:: YOUR GOAL ::
Please print only the top portion of the entries below, ending with the line that contains "JSON output structs", exactly as written.

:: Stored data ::
┌──

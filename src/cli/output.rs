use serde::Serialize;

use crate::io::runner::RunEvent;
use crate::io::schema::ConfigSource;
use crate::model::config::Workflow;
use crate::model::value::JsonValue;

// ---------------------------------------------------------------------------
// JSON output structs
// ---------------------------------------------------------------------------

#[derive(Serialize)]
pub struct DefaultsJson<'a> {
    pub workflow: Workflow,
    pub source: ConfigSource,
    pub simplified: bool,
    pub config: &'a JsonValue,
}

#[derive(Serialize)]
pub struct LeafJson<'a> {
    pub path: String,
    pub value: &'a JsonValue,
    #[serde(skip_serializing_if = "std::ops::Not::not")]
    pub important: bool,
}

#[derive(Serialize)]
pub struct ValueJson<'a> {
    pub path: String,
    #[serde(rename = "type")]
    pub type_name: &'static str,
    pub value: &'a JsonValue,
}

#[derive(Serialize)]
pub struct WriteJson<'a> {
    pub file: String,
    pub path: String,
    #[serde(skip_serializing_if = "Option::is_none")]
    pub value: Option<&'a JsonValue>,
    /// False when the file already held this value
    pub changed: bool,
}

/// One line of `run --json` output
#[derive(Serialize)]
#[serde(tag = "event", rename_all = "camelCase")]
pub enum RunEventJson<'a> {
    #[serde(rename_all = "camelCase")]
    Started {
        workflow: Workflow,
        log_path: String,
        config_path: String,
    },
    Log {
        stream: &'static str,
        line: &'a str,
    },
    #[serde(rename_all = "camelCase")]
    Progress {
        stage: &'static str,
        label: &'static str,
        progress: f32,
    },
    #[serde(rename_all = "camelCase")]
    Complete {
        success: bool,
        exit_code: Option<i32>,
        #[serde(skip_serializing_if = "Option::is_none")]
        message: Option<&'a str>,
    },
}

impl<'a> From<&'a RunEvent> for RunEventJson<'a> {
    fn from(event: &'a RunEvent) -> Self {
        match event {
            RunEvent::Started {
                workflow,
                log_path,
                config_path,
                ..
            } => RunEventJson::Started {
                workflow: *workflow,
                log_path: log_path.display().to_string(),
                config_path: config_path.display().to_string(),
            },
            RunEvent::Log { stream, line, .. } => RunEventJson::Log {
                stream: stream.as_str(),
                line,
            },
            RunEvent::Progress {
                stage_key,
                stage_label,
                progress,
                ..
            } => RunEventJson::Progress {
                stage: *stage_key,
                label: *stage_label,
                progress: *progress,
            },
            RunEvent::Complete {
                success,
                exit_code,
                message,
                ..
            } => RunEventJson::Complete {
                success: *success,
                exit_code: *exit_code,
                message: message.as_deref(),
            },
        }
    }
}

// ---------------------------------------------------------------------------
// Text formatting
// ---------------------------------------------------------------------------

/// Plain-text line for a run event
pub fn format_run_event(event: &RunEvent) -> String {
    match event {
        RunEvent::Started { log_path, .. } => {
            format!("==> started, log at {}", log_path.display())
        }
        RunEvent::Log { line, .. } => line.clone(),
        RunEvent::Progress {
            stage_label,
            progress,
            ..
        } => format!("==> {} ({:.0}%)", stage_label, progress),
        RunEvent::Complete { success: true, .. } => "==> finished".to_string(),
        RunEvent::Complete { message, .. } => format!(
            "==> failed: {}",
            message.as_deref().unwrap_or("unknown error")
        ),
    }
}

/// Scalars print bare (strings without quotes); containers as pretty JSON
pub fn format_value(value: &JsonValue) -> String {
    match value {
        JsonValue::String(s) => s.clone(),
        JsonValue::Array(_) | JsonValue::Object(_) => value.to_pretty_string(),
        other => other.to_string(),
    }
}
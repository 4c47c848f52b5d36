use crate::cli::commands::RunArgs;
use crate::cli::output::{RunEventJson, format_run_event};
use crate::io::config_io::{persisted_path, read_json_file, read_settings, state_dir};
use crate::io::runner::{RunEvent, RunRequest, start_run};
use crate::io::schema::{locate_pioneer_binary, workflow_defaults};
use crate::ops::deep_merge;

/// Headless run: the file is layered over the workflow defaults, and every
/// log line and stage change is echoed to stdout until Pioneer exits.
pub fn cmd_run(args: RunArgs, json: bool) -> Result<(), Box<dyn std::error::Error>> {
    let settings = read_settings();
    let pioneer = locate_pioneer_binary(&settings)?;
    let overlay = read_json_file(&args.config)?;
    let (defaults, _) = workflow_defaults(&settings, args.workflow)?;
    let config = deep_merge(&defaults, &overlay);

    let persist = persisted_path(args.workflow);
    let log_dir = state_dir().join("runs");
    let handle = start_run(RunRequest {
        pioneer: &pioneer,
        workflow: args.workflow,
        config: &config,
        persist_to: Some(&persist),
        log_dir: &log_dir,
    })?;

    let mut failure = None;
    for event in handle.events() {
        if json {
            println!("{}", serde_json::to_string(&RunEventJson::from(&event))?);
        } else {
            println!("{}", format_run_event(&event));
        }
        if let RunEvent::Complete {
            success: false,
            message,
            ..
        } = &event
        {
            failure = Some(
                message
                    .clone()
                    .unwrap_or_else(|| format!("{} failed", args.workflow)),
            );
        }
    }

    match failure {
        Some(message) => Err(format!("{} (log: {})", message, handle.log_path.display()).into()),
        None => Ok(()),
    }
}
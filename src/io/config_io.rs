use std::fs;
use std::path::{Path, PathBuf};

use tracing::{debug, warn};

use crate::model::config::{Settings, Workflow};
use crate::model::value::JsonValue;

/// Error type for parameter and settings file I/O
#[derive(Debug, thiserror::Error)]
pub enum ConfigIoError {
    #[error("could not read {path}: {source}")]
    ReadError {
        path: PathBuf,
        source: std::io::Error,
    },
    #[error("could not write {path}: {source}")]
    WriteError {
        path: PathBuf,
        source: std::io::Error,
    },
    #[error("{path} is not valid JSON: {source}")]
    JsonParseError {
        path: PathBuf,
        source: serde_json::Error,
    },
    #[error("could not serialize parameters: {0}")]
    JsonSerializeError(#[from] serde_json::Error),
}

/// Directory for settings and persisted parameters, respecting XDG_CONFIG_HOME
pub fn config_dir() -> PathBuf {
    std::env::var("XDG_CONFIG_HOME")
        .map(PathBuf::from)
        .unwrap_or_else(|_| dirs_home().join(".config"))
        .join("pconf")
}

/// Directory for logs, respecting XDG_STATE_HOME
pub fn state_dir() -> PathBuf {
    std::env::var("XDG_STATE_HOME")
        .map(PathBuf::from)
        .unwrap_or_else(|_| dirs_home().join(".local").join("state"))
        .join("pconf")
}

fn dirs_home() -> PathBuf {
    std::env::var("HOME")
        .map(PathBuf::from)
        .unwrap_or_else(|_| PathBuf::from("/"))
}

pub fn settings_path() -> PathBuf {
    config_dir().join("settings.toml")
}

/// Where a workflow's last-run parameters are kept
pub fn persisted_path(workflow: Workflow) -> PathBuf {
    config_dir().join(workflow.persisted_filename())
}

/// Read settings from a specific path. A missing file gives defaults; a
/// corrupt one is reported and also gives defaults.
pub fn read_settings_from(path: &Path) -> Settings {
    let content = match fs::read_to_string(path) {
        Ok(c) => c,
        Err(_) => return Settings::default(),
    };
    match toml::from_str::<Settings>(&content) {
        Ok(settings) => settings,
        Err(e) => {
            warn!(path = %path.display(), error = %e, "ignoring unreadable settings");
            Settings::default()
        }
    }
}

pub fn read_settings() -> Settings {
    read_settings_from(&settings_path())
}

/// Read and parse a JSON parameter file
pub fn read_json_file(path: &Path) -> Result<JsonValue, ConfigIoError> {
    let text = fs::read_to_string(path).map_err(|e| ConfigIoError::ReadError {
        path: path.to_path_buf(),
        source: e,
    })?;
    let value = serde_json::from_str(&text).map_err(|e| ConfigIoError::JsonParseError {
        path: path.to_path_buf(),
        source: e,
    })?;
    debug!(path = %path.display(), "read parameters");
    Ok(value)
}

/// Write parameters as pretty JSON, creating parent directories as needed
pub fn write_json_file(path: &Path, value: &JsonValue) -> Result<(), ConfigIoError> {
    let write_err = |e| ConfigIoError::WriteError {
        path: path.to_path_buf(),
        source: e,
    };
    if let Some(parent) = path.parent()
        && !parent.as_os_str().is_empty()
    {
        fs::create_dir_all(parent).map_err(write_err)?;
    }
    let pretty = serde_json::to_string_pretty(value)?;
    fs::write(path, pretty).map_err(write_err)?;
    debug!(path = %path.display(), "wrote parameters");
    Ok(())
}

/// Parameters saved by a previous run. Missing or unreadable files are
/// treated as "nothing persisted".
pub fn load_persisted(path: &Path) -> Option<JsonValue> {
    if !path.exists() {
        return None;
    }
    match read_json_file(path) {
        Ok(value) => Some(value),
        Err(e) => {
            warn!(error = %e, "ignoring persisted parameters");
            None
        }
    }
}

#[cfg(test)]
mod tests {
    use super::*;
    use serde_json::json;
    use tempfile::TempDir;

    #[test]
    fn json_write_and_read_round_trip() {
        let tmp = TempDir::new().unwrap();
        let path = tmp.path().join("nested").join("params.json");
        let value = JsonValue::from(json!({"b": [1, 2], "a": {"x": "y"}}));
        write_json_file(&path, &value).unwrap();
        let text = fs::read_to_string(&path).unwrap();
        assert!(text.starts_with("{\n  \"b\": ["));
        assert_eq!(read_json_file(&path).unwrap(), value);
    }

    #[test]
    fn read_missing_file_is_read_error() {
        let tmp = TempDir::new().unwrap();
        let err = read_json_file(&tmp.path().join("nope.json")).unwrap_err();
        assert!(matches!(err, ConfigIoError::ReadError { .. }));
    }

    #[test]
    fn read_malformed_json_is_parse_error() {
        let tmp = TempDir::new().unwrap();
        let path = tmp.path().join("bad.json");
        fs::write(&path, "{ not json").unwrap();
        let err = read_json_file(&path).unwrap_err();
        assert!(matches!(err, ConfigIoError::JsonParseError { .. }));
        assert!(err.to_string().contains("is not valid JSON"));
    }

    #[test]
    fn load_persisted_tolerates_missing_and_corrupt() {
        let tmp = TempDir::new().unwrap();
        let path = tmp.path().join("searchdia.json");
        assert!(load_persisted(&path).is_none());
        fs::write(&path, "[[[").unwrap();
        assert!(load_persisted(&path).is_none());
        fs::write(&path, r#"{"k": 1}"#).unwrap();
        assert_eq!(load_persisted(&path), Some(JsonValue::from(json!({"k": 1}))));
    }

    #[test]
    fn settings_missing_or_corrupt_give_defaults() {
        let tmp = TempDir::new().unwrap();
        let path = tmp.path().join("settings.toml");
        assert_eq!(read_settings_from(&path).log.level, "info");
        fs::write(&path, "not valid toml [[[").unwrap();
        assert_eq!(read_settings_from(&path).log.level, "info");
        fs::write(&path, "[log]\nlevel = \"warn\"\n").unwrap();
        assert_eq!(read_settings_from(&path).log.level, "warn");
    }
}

└──

:: OUTPUT FOR THIS EXERCISE ::
filename src/cli/output.rs
use serde::Serialize;

use crate::io::runner::RunEvent;
use crate::io::schema::ConfigSource;
use crate::model::config::Workflow;
use crate::model::value::JsonValue;

// ---------------------------------------------------------------------------
// JSON output structs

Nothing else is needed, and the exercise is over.